__What you will do__:
Look over the entries that follow. Report how many lines contain "true", with nothing else.

__Data supplied__:
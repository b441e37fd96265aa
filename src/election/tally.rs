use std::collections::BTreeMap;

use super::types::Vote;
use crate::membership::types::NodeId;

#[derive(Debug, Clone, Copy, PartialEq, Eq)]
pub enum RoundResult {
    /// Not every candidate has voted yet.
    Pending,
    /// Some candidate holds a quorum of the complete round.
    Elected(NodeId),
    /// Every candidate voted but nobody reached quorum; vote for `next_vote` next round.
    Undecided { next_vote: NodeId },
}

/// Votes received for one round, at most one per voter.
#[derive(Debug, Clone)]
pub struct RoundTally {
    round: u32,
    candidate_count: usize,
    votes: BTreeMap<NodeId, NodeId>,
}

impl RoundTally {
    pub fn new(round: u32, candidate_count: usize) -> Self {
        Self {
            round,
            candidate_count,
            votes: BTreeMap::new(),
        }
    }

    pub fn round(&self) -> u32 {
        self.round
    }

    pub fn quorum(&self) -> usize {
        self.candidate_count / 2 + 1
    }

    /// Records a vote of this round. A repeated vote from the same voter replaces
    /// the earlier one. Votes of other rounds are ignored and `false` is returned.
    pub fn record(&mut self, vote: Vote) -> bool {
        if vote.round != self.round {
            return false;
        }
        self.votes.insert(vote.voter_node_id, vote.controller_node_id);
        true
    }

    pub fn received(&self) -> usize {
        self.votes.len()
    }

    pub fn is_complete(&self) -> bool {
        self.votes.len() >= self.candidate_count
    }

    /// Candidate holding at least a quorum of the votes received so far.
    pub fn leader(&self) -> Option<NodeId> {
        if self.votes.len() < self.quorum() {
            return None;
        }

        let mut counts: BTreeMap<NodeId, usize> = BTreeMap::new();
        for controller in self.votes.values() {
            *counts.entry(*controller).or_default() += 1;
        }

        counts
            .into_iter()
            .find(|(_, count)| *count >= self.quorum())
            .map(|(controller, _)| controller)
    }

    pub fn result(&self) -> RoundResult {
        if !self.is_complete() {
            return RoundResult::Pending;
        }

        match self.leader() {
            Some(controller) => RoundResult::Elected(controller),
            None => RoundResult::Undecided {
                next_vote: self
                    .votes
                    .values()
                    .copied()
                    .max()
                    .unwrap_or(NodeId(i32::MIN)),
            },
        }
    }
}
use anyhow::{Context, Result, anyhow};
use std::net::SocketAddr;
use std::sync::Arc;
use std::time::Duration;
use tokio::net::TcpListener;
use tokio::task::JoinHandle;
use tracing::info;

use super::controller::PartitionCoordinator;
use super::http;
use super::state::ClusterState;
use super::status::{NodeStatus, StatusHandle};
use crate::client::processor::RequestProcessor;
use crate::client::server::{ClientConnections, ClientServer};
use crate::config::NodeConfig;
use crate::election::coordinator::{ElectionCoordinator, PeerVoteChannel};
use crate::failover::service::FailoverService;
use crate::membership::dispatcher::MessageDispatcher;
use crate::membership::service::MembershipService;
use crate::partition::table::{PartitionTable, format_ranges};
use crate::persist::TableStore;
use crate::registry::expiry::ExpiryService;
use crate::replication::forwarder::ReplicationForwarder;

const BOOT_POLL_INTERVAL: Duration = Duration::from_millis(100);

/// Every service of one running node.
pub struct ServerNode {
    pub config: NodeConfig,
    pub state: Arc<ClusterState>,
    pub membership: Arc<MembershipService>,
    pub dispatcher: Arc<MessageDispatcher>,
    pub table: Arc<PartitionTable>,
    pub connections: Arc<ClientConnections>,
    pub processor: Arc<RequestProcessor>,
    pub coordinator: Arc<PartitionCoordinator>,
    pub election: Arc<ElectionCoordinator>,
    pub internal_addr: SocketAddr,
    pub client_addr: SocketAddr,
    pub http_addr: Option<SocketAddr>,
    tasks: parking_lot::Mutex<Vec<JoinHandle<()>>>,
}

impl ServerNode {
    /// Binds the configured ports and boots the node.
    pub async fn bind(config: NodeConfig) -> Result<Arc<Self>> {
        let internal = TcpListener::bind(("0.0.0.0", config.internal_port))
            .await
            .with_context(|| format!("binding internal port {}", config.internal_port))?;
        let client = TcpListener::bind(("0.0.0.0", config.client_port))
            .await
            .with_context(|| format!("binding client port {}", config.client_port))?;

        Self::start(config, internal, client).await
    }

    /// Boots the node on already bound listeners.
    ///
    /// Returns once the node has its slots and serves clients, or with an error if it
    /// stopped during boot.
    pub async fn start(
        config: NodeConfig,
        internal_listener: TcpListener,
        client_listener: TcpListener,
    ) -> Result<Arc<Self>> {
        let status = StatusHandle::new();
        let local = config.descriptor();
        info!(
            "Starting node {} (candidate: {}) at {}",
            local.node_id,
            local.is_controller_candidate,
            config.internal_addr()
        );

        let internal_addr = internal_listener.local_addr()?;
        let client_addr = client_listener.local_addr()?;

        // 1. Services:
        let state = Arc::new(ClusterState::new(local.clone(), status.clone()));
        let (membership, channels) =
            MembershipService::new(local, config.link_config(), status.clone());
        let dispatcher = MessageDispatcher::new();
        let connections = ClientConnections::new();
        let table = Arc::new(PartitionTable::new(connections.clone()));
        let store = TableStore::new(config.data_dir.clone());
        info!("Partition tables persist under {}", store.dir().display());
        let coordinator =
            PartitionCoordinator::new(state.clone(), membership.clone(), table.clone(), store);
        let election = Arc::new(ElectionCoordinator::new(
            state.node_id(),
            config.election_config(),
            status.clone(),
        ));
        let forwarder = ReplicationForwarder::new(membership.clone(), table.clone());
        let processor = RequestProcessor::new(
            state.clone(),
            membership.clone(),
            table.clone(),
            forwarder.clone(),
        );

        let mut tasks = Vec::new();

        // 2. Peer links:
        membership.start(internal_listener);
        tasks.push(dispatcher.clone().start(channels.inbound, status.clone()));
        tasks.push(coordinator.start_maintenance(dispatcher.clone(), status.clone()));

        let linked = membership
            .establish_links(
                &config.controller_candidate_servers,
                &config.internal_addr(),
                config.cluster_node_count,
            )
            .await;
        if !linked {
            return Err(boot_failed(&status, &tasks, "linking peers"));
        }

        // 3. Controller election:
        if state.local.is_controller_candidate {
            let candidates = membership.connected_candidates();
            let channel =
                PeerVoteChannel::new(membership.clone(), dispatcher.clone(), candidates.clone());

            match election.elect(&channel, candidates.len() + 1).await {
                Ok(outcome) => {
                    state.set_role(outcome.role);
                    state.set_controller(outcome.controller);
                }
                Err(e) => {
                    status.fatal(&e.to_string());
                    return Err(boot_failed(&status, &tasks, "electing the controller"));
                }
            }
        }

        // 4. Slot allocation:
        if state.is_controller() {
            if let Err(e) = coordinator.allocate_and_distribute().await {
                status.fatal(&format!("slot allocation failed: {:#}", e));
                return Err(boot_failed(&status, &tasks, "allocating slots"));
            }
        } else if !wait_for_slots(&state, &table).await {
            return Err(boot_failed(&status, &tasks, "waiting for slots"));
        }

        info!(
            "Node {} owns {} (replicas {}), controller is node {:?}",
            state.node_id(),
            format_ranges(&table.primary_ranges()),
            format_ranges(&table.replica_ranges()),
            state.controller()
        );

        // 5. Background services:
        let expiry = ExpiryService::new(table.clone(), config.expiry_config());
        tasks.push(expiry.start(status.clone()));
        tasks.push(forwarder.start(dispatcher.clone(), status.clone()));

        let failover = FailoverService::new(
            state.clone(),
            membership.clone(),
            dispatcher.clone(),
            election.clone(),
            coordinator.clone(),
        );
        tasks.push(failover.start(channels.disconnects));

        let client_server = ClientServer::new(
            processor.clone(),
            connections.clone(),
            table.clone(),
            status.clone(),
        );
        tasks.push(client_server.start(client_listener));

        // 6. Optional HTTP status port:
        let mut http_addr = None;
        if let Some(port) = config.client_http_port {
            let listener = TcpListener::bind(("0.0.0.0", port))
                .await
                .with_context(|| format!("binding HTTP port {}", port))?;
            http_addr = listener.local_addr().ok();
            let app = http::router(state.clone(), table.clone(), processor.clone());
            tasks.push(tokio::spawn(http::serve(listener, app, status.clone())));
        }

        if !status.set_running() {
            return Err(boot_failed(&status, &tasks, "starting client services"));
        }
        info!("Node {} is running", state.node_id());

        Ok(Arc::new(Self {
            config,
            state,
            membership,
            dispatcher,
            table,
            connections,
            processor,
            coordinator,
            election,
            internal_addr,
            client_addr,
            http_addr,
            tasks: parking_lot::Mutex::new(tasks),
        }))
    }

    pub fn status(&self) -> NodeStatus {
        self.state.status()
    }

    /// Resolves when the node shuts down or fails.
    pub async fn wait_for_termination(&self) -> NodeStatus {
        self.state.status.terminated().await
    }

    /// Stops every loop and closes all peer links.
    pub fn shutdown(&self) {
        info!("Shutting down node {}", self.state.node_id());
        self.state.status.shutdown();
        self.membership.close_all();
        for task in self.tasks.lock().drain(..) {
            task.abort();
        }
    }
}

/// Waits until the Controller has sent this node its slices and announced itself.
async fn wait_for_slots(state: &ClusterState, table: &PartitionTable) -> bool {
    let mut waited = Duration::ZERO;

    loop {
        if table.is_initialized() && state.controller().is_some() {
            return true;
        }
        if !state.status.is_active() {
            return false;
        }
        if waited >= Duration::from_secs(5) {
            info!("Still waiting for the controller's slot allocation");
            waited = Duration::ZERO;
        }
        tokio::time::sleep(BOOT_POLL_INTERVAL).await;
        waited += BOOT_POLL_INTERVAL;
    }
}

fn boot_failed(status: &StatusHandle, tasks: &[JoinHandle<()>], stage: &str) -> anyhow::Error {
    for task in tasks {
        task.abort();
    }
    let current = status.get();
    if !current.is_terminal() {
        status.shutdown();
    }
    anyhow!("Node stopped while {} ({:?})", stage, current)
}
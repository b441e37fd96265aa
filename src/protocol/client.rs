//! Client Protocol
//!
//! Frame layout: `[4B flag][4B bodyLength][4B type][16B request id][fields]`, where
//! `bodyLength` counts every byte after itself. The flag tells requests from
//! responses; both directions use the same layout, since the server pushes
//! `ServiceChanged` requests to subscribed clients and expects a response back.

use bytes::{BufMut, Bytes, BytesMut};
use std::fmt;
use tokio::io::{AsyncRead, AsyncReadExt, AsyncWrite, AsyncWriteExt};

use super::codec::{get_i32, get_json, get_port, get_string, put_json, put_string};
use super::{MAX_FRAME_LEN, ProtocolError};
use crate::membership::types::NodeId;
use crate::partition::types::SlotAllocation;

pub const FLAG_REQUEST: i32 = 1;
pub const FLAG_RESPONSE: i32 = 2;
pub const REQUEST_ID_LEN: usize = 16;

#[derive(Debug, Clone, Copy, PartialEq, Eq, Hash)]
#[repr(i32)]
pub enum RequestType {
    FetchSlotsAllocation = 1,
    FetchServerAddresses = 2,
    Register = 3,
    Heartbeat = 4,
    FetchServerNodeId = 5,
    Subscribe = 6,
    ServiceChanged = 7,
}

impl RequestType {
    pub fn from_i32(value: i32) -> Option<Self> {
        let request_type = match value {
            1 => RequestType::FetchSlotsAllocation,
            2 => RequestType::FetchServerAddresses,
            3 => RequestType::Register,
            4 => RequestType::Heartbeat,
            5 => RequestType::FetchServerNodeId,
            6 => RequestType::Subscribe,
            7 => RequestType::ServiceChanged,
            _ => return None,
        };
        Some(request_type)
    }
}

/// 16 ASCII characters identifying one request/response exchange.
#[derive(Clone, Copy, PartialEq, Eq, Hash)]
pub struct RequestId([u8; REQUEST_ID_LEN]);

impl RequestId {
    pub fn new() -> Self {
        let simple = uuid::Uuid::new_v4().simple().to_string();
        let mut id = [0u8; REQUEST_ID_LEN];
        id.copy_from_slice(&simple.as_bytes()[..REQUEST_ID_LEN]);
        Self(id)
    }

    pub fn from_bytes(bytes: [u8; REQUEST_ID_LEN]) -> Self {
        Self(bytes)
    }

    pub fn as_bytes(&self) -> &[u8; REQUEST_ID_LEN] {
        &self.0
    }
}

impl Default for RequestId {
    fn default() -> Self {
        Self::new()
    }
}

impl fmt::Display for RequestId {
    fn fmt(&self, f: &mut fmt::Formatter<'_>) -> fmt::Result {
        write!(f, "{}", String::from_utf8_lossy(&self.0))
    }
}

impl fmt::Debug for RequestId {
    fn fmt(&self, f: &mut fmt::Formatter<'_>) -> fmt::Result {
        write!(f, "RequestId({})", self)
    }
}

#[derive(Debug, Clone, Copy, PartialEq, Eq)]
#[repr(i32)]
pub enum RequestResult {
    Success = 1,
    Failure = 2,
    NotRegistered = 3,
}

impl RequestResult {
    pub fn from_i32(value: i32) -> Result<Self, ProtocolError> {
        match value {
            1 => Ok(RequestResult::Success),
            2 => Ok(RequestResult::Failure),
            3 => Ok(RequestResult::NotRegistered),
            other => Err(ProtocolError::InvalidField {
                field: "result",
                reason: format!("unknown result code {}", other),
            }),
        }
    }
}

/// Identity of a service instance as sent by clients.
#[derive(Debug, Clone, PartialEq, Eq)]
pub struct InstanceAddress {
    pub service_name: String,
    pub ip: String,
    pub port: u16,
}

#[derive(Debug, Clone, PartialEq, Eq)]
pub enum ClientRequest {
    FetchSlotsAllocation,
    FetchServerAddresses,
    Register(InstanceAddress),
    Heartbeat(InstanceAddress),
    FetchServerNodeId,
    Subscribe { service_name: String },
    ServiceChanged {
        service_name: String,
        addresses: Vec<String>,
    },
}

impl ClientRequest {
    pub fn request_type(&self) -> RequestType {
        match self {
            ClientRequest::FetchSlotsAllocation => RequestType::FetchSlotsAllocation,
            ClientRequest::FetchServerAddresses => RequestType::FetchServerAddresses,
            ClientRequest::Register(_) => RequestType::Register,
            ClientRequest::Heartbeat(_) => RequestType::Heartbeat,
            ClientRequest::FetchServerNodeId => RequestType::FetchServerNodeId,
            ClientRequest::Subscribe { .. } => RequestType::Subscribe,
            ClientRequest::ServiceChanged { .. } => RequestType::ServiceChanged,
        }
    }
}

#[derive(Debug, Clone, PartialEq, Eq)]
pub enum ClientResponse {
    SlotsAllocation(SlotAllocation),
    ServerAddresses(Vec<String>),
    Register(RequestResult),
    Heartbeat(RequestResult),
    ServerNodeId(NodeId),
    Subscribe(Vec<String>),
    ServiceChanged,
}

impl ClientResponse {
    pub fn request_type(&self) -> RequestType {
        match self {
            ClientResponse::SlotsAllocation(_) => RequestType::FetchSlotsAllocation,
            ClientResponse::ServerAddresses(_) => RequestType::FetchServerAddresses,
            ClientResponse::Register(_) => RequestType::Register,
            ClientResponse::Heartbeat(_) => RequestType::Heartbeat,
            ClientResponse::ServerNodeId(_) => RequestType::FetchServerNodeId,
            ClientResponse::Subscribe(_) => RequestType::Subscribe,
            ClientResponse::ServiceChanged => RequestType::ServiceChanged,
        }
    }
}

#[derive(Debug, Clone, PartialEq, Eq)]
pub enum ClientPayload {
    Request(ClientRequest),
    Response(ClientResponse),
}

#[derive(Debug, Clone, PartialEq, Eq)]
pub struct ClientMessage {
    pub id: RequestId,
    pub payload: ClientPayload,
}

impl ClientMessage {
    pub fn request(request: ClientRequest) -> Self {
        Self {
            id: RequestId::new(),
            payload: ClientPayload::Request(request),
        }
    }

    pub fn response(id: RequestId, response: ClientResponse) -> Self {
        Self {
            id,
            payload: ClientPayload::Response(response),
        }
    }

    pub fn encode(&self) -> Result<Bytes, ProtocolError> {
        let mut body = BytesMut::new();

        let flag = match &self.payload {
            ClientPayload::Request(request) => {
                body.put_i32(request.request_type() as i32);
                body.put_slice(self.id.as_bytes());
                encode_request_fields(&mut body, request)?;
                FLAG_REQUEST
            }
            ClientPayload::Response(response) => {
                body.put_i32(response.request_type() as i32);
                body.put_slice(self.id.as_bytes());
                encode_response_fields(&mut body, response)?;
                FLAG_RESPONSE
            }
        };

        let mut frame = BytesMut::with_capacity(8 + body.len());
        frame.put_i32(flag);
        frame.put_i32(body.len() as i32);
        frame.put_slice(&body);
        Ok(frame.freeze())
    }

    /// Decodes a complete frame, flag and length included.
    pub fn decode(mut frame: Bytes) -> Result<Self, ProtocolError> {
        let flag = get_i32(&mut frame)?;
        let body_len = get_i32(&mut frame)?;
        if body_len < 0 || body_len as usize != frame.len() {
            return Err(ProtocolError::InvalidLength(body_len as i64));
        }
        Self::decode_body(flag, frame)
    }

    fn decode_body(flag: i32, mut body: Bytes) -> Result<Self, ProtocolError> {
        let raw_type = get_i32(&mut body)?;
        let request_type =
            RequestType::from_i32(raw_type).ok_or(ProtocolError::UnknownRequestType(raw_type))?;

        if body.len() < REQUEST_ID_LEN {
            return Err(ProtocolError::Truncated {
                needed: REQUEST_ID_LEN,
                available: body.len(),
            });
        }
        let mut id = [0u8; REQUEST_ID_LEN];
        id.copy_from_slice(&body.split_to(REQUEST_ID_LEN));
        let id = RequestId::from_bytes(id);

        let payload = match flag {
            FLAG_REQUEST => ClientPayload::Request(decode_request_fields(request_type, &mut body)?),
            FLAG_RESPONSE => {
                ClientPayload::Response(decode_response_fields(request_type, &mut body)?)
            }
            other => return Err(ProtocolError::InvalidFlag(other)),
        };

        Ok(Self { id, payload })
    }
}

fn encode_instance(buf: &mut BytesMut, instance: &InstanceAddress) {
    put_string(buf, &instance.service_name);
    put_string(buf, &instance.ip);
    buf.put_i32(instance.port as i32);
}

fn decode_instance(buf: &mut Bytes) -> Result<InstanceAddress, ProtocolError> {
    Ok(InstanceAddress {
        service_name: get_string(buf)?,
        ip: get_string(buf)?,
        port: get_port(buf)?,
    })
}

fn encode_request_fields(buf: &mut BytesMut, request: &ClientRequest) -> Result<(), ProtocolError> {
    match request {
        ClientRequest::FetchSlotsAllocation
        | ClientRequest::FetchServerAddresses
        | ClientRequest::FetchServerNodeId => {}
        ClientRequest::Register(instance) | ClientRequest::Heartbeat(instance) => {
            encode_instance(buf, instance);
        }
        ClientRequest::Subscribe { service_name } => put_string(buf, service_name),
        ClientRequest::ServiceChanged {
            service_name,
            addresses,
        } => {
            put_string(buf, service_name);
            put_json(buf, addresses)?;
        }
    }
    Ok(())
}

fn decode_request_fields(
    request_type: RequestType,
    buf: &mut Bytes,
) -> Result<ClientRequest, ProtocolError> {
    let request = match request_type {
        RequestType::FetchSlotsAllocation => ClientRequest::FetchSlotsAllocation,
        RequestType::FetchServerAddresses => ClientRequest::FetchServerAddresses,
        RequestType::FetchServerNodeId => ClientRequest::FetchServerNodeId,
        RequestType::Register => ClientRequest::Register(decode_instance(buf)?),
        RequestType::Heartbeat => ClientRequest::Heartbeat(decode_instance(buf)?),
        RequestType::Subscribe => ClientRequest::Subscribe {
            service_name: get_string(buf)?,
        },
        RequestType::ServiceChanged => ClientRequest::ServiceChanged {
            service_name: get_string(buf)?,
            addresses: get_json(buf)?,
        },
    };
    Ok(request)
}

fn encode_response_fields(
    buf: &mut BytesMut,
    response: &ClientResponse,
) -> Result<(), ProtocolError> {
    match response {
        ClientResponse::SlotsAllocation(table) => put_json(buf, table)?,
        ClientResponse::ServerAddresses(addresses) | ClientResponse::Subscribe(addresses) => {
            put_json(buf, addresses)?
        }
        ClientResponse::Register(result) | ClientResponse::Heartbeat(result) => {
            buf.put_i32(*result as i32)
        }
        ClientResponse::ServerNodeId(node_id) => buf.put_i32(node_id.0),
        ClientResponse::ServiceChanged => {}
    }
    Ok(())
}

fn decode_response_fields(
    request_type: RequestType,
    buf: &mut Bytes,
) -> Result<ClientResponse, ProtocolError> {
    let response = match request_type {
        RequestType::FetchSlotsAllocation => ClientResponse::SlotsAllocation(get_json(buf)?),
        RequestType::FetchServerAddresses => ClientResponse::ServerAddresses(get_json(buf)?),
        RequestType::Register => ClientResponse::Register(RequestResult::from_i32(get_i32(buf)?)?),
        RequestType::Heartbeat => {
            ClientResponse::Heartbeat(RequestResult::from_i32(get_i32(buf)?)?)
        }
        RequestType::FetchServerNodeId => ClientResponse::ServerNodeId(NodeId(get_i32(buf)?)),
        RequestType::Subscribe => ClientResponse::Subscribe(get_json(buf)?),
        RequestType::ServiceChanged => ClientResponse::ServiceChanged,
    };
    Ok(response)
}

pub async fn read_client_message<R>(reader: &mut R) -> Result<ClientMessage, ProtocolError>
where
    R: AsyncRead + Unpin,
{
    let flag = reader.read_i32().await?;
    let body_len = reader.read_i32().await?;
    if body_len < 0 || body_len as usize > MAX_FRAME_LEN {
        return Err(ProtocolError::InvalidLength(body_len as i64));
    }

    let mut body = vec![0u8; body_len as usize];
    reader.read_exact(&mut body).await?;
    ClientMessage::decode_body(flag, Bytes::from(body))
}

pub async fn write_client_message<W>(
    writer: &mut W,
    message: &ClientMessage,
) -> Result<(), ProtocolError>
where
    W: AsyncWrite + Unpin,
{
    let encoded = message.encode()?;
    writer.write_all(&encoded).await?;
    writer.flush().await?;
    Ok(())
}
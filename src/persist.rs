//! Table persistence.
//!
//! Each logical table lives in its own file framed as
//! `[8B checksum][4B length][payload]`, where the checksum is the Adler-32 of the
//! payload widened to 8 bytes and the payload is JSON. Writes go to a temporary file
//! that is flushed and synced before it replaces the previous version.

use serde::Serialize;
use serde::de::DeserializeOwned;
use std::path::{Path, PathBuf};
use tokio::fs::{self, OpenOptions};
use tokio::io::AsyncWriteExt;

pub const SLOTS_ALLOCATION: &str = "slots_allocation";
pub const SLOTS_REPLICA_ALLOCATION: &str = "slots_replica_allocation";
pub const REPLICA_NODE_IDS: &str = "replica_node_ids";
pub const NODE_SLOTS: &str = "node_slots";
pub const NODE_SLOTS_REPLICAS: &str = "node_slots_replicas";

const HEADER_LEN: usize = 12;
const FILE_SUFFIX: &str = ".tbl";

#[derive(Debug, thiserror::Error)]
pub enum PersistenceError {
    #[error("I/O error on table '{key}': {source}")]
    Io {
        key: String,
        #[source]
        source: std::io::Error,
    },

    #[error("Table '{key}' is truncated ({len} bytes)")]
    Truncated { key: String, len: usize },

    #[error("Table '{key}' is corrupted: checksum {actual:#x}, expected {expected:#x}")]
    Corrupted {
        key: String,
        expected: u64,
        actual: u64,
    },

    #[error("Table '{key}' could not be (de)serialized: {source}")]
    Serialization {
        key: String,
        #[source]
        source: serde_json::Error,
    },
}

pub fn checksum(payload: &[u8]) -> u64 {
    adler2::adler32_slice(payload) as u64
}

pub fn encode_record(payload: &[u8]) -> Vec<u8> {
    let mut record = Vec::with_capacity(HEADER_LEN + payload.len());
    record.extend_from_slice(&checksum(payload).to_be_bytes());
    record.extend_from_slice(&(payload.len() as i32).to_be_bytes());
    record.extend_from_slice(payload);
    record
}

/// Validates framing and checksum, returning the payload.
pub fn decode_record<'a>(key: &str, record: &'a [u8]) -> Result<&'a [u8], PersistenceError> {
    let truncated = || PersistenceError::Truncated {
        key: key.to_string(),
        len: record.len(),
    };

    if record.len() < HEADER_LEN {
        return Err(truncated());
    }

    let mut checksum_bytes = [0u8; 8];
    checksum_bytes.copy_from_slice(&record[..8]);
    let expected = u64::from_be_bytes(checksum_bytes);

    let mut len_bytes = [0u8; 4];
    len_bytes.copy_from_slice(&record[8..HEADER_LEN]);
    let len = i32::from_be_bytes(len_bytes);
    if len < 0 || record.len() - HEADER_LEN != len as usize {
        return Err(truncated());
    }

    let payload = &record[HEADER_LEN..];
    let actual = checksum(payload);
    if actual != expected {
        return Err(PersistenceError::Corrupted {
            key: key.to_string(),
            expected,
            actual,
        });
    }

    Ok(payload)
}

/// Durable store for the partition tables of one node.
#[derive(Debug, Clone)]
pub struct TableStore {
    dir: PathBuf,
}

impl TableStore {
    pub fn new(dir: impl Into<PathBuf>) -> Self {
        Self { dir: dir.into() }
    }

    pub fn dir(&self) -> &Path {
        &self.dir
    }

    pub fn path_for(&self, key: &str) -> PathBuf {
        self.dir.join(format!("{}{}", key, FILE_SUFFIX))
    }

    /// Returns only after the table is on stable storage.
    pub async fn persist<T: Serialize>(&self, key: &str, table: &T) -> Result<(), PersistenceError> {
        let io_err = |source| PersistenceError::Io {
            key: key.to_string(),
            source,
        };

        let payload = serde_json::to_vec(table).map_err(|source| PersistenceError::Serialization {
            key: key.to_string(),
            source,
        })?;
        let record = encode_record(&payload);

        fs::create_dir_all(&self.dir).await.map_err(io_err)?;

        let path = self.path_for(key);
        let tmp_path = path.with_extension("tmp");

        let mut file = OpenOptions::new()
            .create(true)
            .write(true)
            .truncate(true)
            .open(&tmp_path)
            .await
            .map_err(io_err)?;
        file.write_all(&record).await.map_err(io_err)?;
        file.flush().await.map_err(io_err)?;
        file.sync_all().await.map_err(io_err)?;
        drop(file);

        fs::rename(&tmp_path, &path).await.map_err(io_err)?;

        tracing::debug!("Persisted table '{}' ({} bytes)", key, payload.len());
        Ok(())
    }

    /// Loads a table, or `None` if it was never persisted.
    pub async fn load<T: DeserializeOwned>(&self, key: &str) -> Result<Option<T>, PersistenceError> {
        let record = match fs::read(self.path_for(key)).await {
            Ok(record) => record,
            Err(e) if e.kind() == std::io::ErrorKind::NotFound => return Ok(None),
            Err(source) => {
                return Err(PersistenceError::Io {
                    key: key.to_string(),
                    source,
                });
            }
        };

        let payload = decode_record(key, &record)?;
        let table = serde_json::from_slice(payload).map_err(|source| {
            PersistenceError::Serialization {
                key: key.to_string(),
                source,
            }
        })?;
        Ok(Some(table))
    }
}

__Task output__:
5